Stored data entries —

══════════

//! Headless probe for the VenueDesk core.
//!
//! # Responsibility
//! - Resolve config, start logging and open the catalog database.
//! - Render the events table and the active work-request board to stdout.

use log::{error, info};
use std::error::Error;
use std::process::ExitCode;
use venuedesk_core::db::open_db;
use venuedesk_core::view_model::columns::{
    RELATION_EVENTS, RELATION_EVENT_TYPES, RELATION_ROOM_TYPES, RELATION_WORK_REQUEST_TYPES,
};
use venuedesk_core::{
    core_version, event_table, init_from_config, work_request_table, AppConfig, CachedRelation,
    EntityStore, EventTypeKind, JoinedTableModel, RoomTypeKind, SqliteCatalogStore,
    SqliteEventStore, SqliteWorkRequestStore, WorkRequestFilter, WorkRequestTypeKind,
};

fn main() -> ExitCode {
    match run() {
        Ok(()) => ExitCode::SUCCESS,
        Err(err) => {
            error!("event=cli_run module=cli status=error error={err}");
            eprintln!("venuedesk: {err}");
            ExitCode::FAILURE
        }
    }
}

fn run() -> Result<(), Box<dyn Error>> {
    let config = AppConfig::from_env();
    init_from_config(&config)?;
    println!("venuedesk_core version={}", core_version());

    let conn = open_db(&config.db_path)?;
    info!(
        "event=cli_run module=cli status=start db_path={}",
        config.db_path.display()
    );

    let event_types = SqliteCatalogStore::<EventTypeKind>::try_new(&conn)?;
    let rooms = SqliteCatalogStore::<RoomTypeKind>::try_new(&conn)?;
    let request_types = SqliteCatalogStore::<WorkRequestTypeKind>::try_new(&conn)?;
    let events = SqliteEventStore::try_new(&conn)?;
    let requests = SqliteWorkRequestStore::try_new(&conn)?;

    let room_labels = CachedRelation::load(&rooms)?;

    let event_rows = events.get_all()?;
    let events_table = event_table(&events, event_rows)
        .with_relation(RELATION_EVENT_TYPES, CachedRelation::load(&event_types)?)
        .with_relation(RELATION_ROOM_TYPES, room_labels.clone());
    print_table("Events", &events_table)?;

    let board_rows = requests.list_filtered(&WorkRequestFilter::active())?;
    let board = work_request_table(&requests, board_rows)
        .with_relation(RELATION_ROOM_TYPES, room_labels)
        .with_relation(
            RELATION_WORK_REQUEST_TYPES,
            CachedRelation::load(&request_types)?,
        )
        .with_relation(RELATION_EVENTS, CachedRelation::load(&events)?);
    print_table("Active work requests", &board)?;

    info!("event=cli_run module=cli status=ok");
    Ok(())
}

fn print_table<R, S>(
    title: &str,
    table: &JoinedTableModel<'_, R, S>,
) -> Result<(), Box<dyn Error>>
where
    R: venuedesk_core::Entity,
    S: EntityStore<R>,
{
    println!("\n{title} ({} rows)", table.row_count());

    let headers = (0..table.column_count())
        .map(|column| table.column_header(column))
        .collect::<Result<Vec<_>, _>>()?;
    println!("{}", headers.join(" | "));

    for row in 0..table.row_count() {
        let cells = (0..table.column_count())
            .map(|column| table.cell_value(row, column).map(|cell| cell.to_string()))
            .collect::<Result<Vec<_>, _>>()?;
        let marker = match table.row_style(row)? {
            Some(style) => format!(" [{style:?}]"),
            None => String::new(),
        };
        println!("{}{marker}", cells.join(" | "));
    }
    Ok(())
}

══════════

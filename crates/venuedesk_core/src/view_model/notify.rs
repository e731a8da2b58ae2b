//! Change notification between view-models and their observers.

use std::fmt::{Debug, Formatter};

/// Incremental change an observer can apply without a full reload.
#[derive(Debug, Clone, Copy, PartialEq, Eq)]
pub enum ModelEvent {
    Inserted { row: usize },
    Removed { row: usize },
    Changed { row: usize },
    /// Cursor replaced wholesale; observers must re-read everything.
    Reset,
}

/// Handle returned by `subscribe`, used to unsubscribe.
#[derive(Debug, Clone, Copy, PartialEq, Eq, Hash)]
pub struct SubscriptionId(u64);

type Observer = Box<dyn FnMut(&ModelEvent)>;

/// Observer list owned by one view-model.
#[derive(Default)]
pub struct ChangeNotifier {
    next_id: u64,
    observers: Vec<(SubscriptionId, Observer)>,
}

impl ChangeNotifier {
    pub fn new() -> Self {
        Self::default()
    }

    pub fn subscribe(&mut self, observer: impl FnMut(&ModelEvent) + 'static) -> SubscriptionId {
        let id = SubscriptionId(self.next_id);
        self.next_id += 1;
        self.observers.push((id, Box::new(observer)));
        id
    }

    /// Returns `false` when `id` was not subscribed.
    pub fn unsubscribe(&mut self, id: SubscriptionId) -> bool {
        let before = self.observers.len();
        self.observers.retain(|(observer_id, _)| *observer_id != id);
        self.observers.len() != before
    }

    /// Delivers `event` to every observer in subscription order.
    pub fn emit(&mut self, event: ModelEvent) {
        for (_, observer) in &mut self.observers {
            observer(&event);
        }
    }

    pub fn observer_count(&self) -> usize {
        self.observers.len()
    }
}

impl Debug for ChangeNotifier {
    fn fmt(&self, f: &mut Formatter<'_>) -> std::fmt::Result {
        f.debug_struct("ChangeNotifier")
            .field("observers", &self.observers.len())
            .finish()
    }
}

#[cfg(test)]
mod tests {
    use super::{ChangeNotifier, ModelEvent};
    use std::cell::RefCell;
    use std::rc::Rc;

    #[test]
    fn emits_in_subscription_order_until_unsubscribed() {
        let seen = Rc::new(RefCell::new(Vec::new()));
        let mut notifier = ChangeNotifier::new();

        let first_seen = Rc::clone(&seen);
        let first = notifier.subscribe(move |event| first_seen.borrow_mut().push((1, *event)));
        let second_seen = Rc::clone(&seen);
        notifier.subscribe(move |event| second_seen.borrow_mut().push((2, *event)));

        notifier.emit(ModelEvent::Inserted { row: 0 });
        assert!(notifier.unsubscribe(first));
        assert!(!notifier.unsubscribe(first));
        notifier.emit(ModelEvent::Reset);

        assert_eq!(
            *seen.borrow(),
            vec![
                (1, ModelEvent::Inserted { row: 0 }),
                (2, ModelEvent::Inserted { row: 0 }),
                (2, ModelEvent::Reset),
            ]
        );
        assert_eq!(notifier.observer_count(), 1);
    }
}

══════════

Task — Once you find the line with "the VenueDesk core." in the entries above, output it and each line after it up to and including the line with "use std::process::ExitCode;", and nothing else.

Task output —
//! Headless probe for the VenueDesk core.
//!
//! # Responsibility
//! - Resolve config, start logging and open the catalog database.
//! - Render the events table and the active work-request board to stdout.

use log::{error, info};
use std::error::Error;
use std::process::ExitCode;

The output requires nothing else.